Each entry needs to be retyped exactly.

Items from a data source

---+---

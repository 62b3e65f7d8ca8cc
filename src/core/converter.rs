use std::{
    fmt,
    io::ErrorKind,
    path::Path,
    process::{Output, Stdio},
    time::Duration,
};

use tokio::process::Command;
use tracing::debug;

use crate::config::AppConfig;

const INPUT_PLACEHOLDER: &str = "{input}";
const OUTPUT_PLACEHOLDER: &str = "{output}";

/// Executable plus argument pattern. `{input}` and `{output}` inside any
/// argument are replaced with the request's paths. No shell is involved.
#[derive(Debug, Clone)]
pub struct CommandTemplate {
    pub program: String,
    pub args: Vec<String>,
}

impl CommandTemplate {
    pub fn new<I, S>(program: impl Into<String>, args: I) -> CommandTemplate
    where
        I: IntoIterator<Item = S>,
        S: Into<String>,
    {
        CommandTemplate {
            program: program.into(),
            args: args.into_iter().map(Into::into).collect(),
        }
    }

    pub fn render(&self, input: Option<&Path>, output: Option<&Path>) -> Vec<String> {
        let input = input.map(|p| p.to_string_lossy());
        let output = output.map(|p| p.to_string_lossy());

        self.args
            .iter()
            .map(|arg| {
                let mut arg = arg.clone();
                if let Some(input) = &input {
                    arg = arg.replace(INPUT_PLACEHOLDER, input);
                }
                if let Some(output) = &output {
                    arg = arg.replace(OUTPUT_PLACEHOLDER, output);
                }
                arg
            })
            .collect()
    }

    fn command(&self, input: Option<&Path>, output: Option<&Path>) -> Command {
        let mut cmd = Command::new(&self.program);
        cmd.args(self.render(input, output))
            .stdin(Stdio::null())
            .stdout(Stdio::piped())
            .stderr(Stdio::piped())
            .kill_on_drop(true);
        cmd
    }
}

#[derive(Debug, Clone)]
pub struct ConverterSpec {
    pub name: String,
    pub command: CommandTemplate,
    /// Lower runs first.
    pub priority: u32,
}

#[derive(Debug, Clone, PartialEq, Eq)]
pub enum ExitIndicator {
    Code(i32),
    /// Terminated by a signal, no exit code available.
    Killed,
    TimedOut(Duration),
    NotFound,
    SpawnFailed(String),
    /// Exited zero but the output file is missing or empty.
    EmptyOutput,
}

impl fmt::Display for ExitIndicator {
    fn fmt(&self, f: &mut fmt::Formatter<'_>) -> fmt::Result {
        match self {
            ExitIndicator::Code(c) => write!(f, "exit code {c}"),
            ExitIndicator::Killed => write!(f, "killed by signal"),
            ExitIndicator::TimedOut(d) => write!(f, "timed out after {}s", d.as_secs_f32()),
            ExitIndicator::NotFound => write!(f, "not found"),
            ExitIndicator::SpawnFailed(_) => write!(f, "failed to start"),
            ExitIndicator::EmptyOutput => write!(f, "empty output"),
        }
    }
}

#[derive(Debug)]
pub struct Invocation {
    pub exit: Option<ExitIndicator>,
    pub stdout: String,
    pub stderr: String,
}

impl Invocation {
    /// stderr, or stdout when the tool only talks there.
    pub fn diagnostic(&self) -> String {
        let stderr = self.stderr.trim();
        if stderr.is_empty() {
            self.stdout.trim().to_string()
        } else {
            stderr.to_string()
        }
    }

    fn failed(exit: ExitIndicator) -> Invocation {
        let stderr = match &exit {
            ExitIndicator::SpawnFailed(e) => e.clone(),
            _ => String::new(),
        };
        Invocation {
            exit: Some(exit),
            stdout: String::new(),
            stderr,
        }
    }
}

impl From<Output> for Invocation {
    fn from(out: Output) -> Self {
        let exit = if out.status.success() {
            None
        } else {
            Some(
                out.status
                    .code()
                    .map(ExitIndicator::Code)
                    .unwrap_or(ExitIndicator::Killed),
            )
        };

        Invocation {
            exit,
            stdout: String::from_utf8_lossy(&out.stdout).into_owned(),
            stderr: String::from_utf8_lossy(&out.stderr).into_owned(),
        }
    }
}

/// Runs `template` to completion or until `timeout` elapses. The child is
/// killed when the timeout fires.
pub async fn run(
    template: &CommandTemplate,
    input: Option<&Path>,
    output: Option<&Path>,
    timeout: Duration,
) -> Invocation {
    let mut cmd = template.command(input, output);
    debug!("spawn {} {:?}", template.program, template.render(input, output));

    let child = match cmd.spawn() {
        Ok(child) => child,
        Err(e) if e.kind() == ErrorKind::NotFound => {
            return Invocation::failed(ExitIndicator::NotFound)
        }
        Err(e) => return Invocation::failed(ExitIndicator::SpawnFailed(e.to_string())),
    };

    match tokio::time::timeout(timeout, child.wait_with_output()).await {
        Ok(Ok(out)) => out.into(),
        Ok(Err(e)) => Invocation::failed(ExitIndicator::SpawnFailed(e.to_string())),
        // dropping the future drops the child, kill_on_drop reaps it
        Err(_) => Invocation::failed(ExitIndicator::TimedOut(timeout)),
    }
}

#[derive(Debug, Clone)]
pub struct ConverterRegistry {
    converters: Vec<ConverterSpec>,
    probe: Option<CommandTemplate>,
    version: Option<CommandTemplate>,
    timeout: Duration,
}

impl ConverterRegistry {
    pub fn new(mut converters: Vec<ConverterSpec>, timeout: Duration) -> ConverterRegistry {
        converters.sort_by_key(|c| c.priority);
        ConverterRegistry {
            converters,
            probe: None,
            version: None,
            timeout,
        }
    }

    /// Diagnostic-only command run against the input once every converter has failed.
    pub fn with_probe(mut self, probe: CommandTemplate) -> Self {
        self.probe = Some(probe);
        self
    }

    pub fn with_version(mut self, version: CommandTemplate) -> Self {
        self.version = Some(version);
        self
    }

    pub fn from_config(config: &AppConfig) -> ConverterRegistry {
        let quality = config.jpeg_quality.to_string();
        let converters = vec![
            ConverterSpec {
                name: "imagemagick".to_string(),
                command: CommandTemplate::new(
                    config.magick_bin.as_str(),
                    ["{input}", "-quality", quality.as_str(), "{output}"],
                ),
                priority: 0,
            },
            ConverterSpec {
                name: "libheif".to_string(),
                command: CommandTemplate::new(
                    config.heif_convert_bin.as_str(),
                    ["-q", quality.as_str(), "{input}", "{output}"],
                ),
                priority: 1,
            },
        ];

        ConverterRegistry::new(converters, config.convert_timeout)
            .with_probe(CommandTemplate::new(
                config.magick_bin.as_str(),
                ["identify", "{input}"],
            ))
            .with_version(CommandTemplate::new(config.magick_bin.as_str(), ["-version"]))
    }

    pub fn converters(&self) -> &[ConverterSpec] {
        &self.converters
    }

    pub fn probe(&self) -> Option<&CommandTemplate> {
        self.probe.as_ref()
    }

    pub fn timeout(&self) -> Duration {
        self.timeout
    }

    pub async fn version(&self) -> Result<String, String> {
        let Some(template) = &self.version else {
            return Err("no version command configured".to_string());
        };

        let inv = run(template, None, None, self.timeout).await;
        match &inv.exit {
            None => Ok(inv
                .stdout
                .lines()
                .next()
                .unwrap_or_default()
                .trim()
                .to_string()),
            Some(exit) => Err(format!("{} {}", template.program, exit)),
        }
    }
}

---+---

◆ **Written solution**
repository 62b3e65f7d8ca8cc
filename src/core/converter.rs
use std::{
    fmt,
    io::ErrorKind,
    path::Path,
    process::{Output, Stdio},
    time::Duration,
};

use tokio::process::Command;
use tracing::debug;

use crate::config::AppConfig;

const INPUT_PLACEHOLDER: &str = "{input}";
const OUTPUT_PLACEHOLDER: &str = "{output}";

/// Executable plus argument pattern. `{input}` and `{output}` inside any
/// argument are replaced with the request's paths. No shell is involved.
#[derive(Debug, Clone)]
pub struct CommandTemplate {
    pub program: String,
    pub args: Vec<String>,
}

impl CommandTemplate {
    pub fn new<I, S>(program: impl Into<String>, args: I) -> CommandTemplate
    where
        I: IntoIterator<Item = S>,
        S: Into<String>,
    {
        CommandTemplate {
            program: program.into(),
            args: args.into_iter().map(Into::into).collect(),
        }
    }

    pub fn render(&self, input: Option<&Path>, output: Option<&Path>) -> Vec<String> {
        let input = input.map(|p| p.to_string_lossy());
        let output = output.map(|p| p.to_string_lossy());

        self.args
            .iter()
            .map(|arg| {
                let mut arg = arg.clone();
                if let Some(input) = &input {
                    arg = arg.replace(INPUT_PLACEHOLDER, input);
                }
                if let Some(output) = &output {
                    arg = arg.replace(OUTPUT_PLACEHOLDER, output);
                }
                arg
            })
            .collect()
    }

    fn command(&self, input: Option<&Path>, output: Option<&Path>) -> Command {
        let mut cmd = Command::new(&self.program);
        cmd.args(self.render(input, output))
            .stdin(Stdio::null())
            .stdout(Stdio::piped())
            .stderr(Stdio::piped())
            .kill_on_drop(true);
        cmd
    }
}

#[derive(Debug, Clone)]
pub struct ConverterSpec {
    pub name: String,
    pub command: CommandTemplate,
    /// Lower runs first.
    pub priority: u32,
}

#[derive(Debug, Clone, PartialEq, Eq)]
pub enum ExitIndicator {
    Code(i32),
    /// Terminated by a signal, no exit code available.
    Killed,
    TimedOut(Duration),
    NotFound,
    SpawnFailed(String),
    /// Exited zero but the output file is missing or empty.
    EmptyOutput,
}

impl fmt::Display for ExitIndicator {
    fn fmt(&self, f: &mut fmt::Formatter<'_>) -> fmt::Result {
        match self {
            ExitIndicator::Code(c) => write!(f, "exit code {c}"),
            ExitIndicator::Killed => write!(f, "killed by signal"),
            ExitIndicator::TimedOut(d) => write!(f, "timed out after {}s", d.as_secs_f32()),
            ExitIndicator::NotFound => write!(f, "not found"),
            ExitIndicator::SpawnFailed(_) => write!(f, "failed to start"),
            ExitIndicator::EmptyOutput => write!(f, "empty output"),
        }
    }
}

#[derive(Debug)]
pub struct Invocation {
    pub exit: Option<ExitIndicator>,
    pub stdout: String,
    pub stderr: String,
}

impl Invocation {
    /// stderr, or stdout when the tool only talks there.
    pub fn diagnostic(&self) -> String {
        let stderr = self.stderr.trim();
        if stderr.is_empty() {
            self.stdout.trim().to_string()
        } else {
            stderr.to_string()
        }
    }

    fn failed(exit: ExitIndicator) -> Invocation {
        let stderr = match &exit {
            ExitIndicator::SpawnFailed(e) => e.clone(),
            _ => String::new(),
        };
        Invocation {
            exit: Some(exit),
            stdout: String::new(),
            stderr,
        }
    }
}

impl From<Output> for Invocation {
    fn from(out: Output) -> Self {
        let exit = if out.status.success() {
            None
        } else {
            Some(
                out.status
                    .code()
                    .map(ExitIndicator::Code)
                    .unwrap_or(ExitIndicator::Killed),
            )
        };

        Invocation {
            exit,
            stdout: String::from_utf8_lossy(&out.stdout).into_owned(),
            stderr: String::from_utf8_lossy(&out.stderr).into_owned(),
        }
    }
}

/// Runs `template` to completion or until `timeout` elapses. The child is
/// killed when the timeout fires.
pub async fn run(
    template: &CommandTemplate,
    input: Option<&Path>,
    output: Option<&Path>,
    timeout: Duration,
) -> Invocation {
    let mut cmd = template.command(input, output);
    debug!("spawn {} {:?}", template.program, template.render(input, output));

    let child = match cmd.spawn() {
        Ok(child) => child,
        Err(e) if e.kind() == ErrorKind::NotFound => {
            return Invocation::failed(ExitIndicator::NotFound)
        }
        Err(e) => return Invocation::failed(ExitIndicator::SpawnFailed(e.to_string())),
    };

    match tokio::time::timeout(timeout, child.wait_with_output()).await {
        Ok(Ok(out)) => out.into(),
        Ok(Err(e)) => Invocation::failed(ExitIndicator::SpawnFailed(e.to_string())),
        // dropping the future drops the child, kill_on_drop reaps it
        Err(_) => Invocation::failed(ExitIndicator::TimedOut(timeout)),
    }
}

#[derive(Debug, Clone)]
pub struct ConverterRegistry {
    converters: Vec<ConverterSpec>,
    probe: Option<CommandTemplate>,
    version: Option<CommandTemplate>,
    timeout: Duration,
}

impl ConverterRegistry {
    pub fn new(mut converters: Vec<ConverterSpec>, timeout: Duration) -> ConverterRegistry {
        converters.sort_by_key(|c| c.priority);
        ConverterRegistry {
            converters,
            probe: None,
            version: None,
            timeout,
        }
    }

    /// Diagnostic-only command run against the input once every converter has failed.
    pub fn with_probe(mut self, probe: CommandTemplate) -> Self {
        self.probe = Some(probe);
        self
    }

    pub fn with_version(mut self, version: CommandTemplate) -> Self {
        self.version = Some(version);
        self
    }

    pub fn from_config(config: &AppConfig) -> ConverterRegistry {
        let quality = config.jpeg_quality.to_string();
        let converters = vec![
            ConverterSpec {
                name: "imagemagick".to_string(),
                command: CommandTemplate::new(
                    config.magick_bin.as_str(),
                    ["{input}", "-quality", quality.as_str(), "{output}"],
                ),
                priority: 0,
            },
            ConverterSpec {
                name: "libheif".to_string(),
                command: CommandTemplate::new(
                    config.heif_convert_bin.as_str(),
                    ["-q", quality.as_str(), "{input}", "{output}"],
                ),
                priority: 1,
            },
        ];

        ConverterRegistry::new(converters, config.convert_timeout)
            .with_probe(CommandTemplate::new(
                config.magick_bin.as_str(),
                ["identify", "{input}"],
            ))
            .with_version(CommandTemplate::new(config.magick_bin.as_str(), ["-version"]))
    }

    pub fn converters(&self) -> &[ConverterSpec] {
        &self.converters
    }

    pub fn probe(&self) -> Option<&CommandTemplate> {
        self.probe.as_ref()
    }

    pub fn timeout(&self) -> Duration {
        self.timeout
    }

    pub async fn version(&self) -> Result<String, String> {
        let Some(template) = &self.version else {
            return Err("no version command configured".to_string());
        };

        let inv = run(template, None, None, self.timeout).await;
        match &inv.exit {
            None => Ok(inv
                .stdout
                .lines()
                .next()
                .unwrap_or_default()
                .trim()
                .to_string()),
            Some(exit) => Err(format!("{} {}", template.program, exit)),
        }
    }
}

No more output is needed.